# Homework Help: Normal of trigonometry points

1. Nov 5, 2009

### hanelliot

1. The problem statement, all variables and given/known data
x = (-4$$\pi$$sin$$\pi$$t, 4$$\pi$$cos$$\pi$$t, 1)
what is the length of x?

2. Relevant equations

3. The attempt at a solution
Well, I do realize that length of something is calculated by sqrt(x^2 + y^2) etc.
However, when I plug in the numbers above, I get sqrt(16$$\pi$$^3 + 1), but the answer is sqrt[1 + (4$$\pi$$)^2)]. If anyone can show me step by step (trig is my weak point), I'd really appreciate it. I'm guessing (sin^2$$\pi$$t + cos^2$$\pi$$t) = 1, instead of $$\pi$$? If so, why?

2. Nov 5, 2009

### HallsofIvy

You should have learned long ago that $sin^2(x)+ cos^2(x)= 1$ for all x, even if $x= \pi t$!

3. Nov 5, 2009

### Staff: Mentor

Yes, sin2A + cos2A = 1 for any A. This is the only trig in this problem. The rest is algebra, which also seems to be a weak point.

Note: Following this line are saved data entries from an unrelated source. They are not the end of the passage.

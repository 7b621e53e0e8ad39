//! Ledger domain types.
//!
//! This module defines the records the reconciliation engine works on: dated
//! transactions grouped into monthly ledgers, one sequence per account type.
//! Field names on the wire are camelCase to match the stored JSON documents.

use std::fmt;
use std::str::FromStr;

use chrono::NaiveDate;
use committee_shared::types::{Month, TransactionId};
use rust_decimal::Decimal;
use serde::{Deserialize, Serialize};

use super::error::LedgerError;

/// Account type partitioning the ledger into independent balance sequences.
#[derive(Debug, Clone, Copy, PartialEq, Eq, Hash, PartialOrd, Ord, Serialize, Deserialize)]
#[serde(rename_all = "UPPERCASE")]
pub enum AccountType {
    /// Bank account.
    Bank,
    /// Petty cash.
    Cash,
    /// Credit card.
    Card,
}

impl AccountType {
    /// All account types, in display order.
    pub const ALL: [Self; 3] = [Self::Bank, Self::Cash, Self::Card];

    /// Upper-case wire name.
    #[must_use]
    pub const fn as_str(self) -> &'static str {
        match self {
            Self::Bank => "BANK",
            Self::Cash => "CASH",
            Self::Card => "CARD",
        }
    }
}

impl fmt::Display for AccountType {
    fn fmt(&self, f: &mut fmt::Formatter<'_>) -> fmt::Result {
        f.write_str(self.as_str())
    }
}

impl FromStr for AccountType {
    type Err = LedgerError;

    fn from_str(s: &str) -> Result<Self, Self::Err> {
        match s.trim().to_uppercase().as_str() {
            "BANK" => Ok(Self::Bank),
            "CASH" => Ok(Self::Cash),
            "CARD" => Ok(Self::Card),
            _ => Err(LedgerError::InvalidAccountType(s.to_string())),
        }
    }
}

/// A single dated money movement.
#[derive(Debug, Clone, PartialEq, Eq, Serialize, Deserialize)]
#[serde(rename_all = "camelCase")]
pub struct Transaction {
    /// Opaque identifier.
    pub id: TransactionId,
    /// Booking date; must fall within the owning month.
    pub date: NaiveDate,
    /// Category label.
    pub category: String,
    /// Free text, may be empty.
    #[serde(default)]
    pub description: String,
    /// Signed amount: positive is a credit, negative a debit.
    #[serde(with = "rust_decimal::serde::float")]
    pub amount: Decimal,
    /// Balance after this transaction. Always recomputed by reconciliation.
    #[serde(default, with = "rust_decimal::serde::float")]
    pub running_balance: Decimal,
}

impl Transaction {
    /// Creates a transaction with a fresh identifier and no running balance.
    #[must_use]
    pub fn new(
        date: NaiveDate,
        category: impl Into<String>,
        description: impl Into<String>,
        amount: Decimal,
    ) -> Self {
        Self {
            id: TransactionId::new(),
            date,
            category: category.into(),
            description: description.into(),
            amount,
            running_balance: Decimal::ZERO,
        }
    }
}

/// Composite identity of a monthly ledger.
#[derive(Debug, Clone, Copy, PartialEq, Eq, Hash, PartialOrd, Ord)]
pub struct LedgerKey {
    /// Account type.
    pub ledger_type: AccountType,
    /// Calendar month.
    pub month: Month,
}

impl fmt::Display for LedgerKey {
    fn fmt(&self, f: &mut fmt::Formatter<'_>) -> fmt::Result {
        write!(f, "LEDGER#{}#{}", self.ledger_type, self.month)
    }
}

/// All transactions of one account type for one calendar month.
#[derive(Debug, Clone, PartialEq, Eq, Serialize, Deserialize)]
#[serde(rename_all = "camelCase")]
pub struct MonthlyLedger {
    /// Partition key, `LEDGER#<TYPE>#<YYYY-MM>`.
    #[serde(default)]
    pub pk: String,
    /// Calendar month.
    pub month: Month,
    /// Account type.
    #[serde(rename = "type")]
    pub ledger_type: AccountType,
    /// Balance carried in from the previous month.
    #[serde(default, with = "rust_decimal::serde::float")]
    pub opening_balance: Decimal,
    /// Opening balance plus this month's transactions.
    #[serde(default, with = "rust_decimal::serde::float")]
    pub closing_balance: Decimal,
    /// Transactions in any order; reconciliation sorts them.
    #[serde(default)]
    pub transactions: Vec<Transaction>,
    /// Set on the in-memory placeholder for a month the store has never seen.
    #[serde(skip)]
    pub synthetic: bool,
}

impl MonthlyLedger {
    /// Creates an empty ledger for a month.
    #[must_use]
    pub fn new(ledger_type: AccountType, month: Month, opening_balance: Decimal) -> Self {
        let key = LedgerKey { ledger_type, month };
        Self {
            pk: key.to_string(),
            month,
            ledger_type,
            opening_balance,
            closing_balance: opening_balance,
            transactions: Vec::new(),
            synthetic: false,
        }
    }

    /// Creates the not-yet-persisted placeholder for a month.
    #[must_use]
    pub fn synthetic(ledger_type: AccountType, month: Month) -> Self {
        Self {
            synthetic: true,
            ..Self::new(ledger_type, month, Decimal::ZERO)
        }
    }

    /// Composite identity.
    #[must_use]
    pub fn key(&self) -> LedgerKey {
        LedgerKey {
            ledger_type: self.ledger_type,
            month: self.month,
        }
    }

    /// Sum of all transaction amounts, `None` on overflow.
    #[must_use]
    pub fn net_change(&self) -> Option<Decimal> {
        self.transactions
            .iter()
            .try_fold(Decimal::ZERO, |sum, tx| sum.checked_add(tx.amount))
    }
}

How did you get sqrt(16$\pi$3 + 1)? Show what you did to get this and we can set you straight.

4. Nov 5, 2009

### HallsofIvy

I do hope you are NOT arguing that you can take a "$\pi$ out of the function and saying that:

"$sin^2(\pi t)+ cos^2(\pi t)= (\pi sin^2(t))^2+ (\pi cos^2(t))^2$$= \pi^2$".

sin(at) is NOT equal to a sin(t) and cos(at) is NOT equal to a cos(t)!

5. Nov 5, 2009

### hanelliot

lol yeah, been away from math for a long time so did forget it. don't worry about 16pi^3, it was done quickly and obv wrong.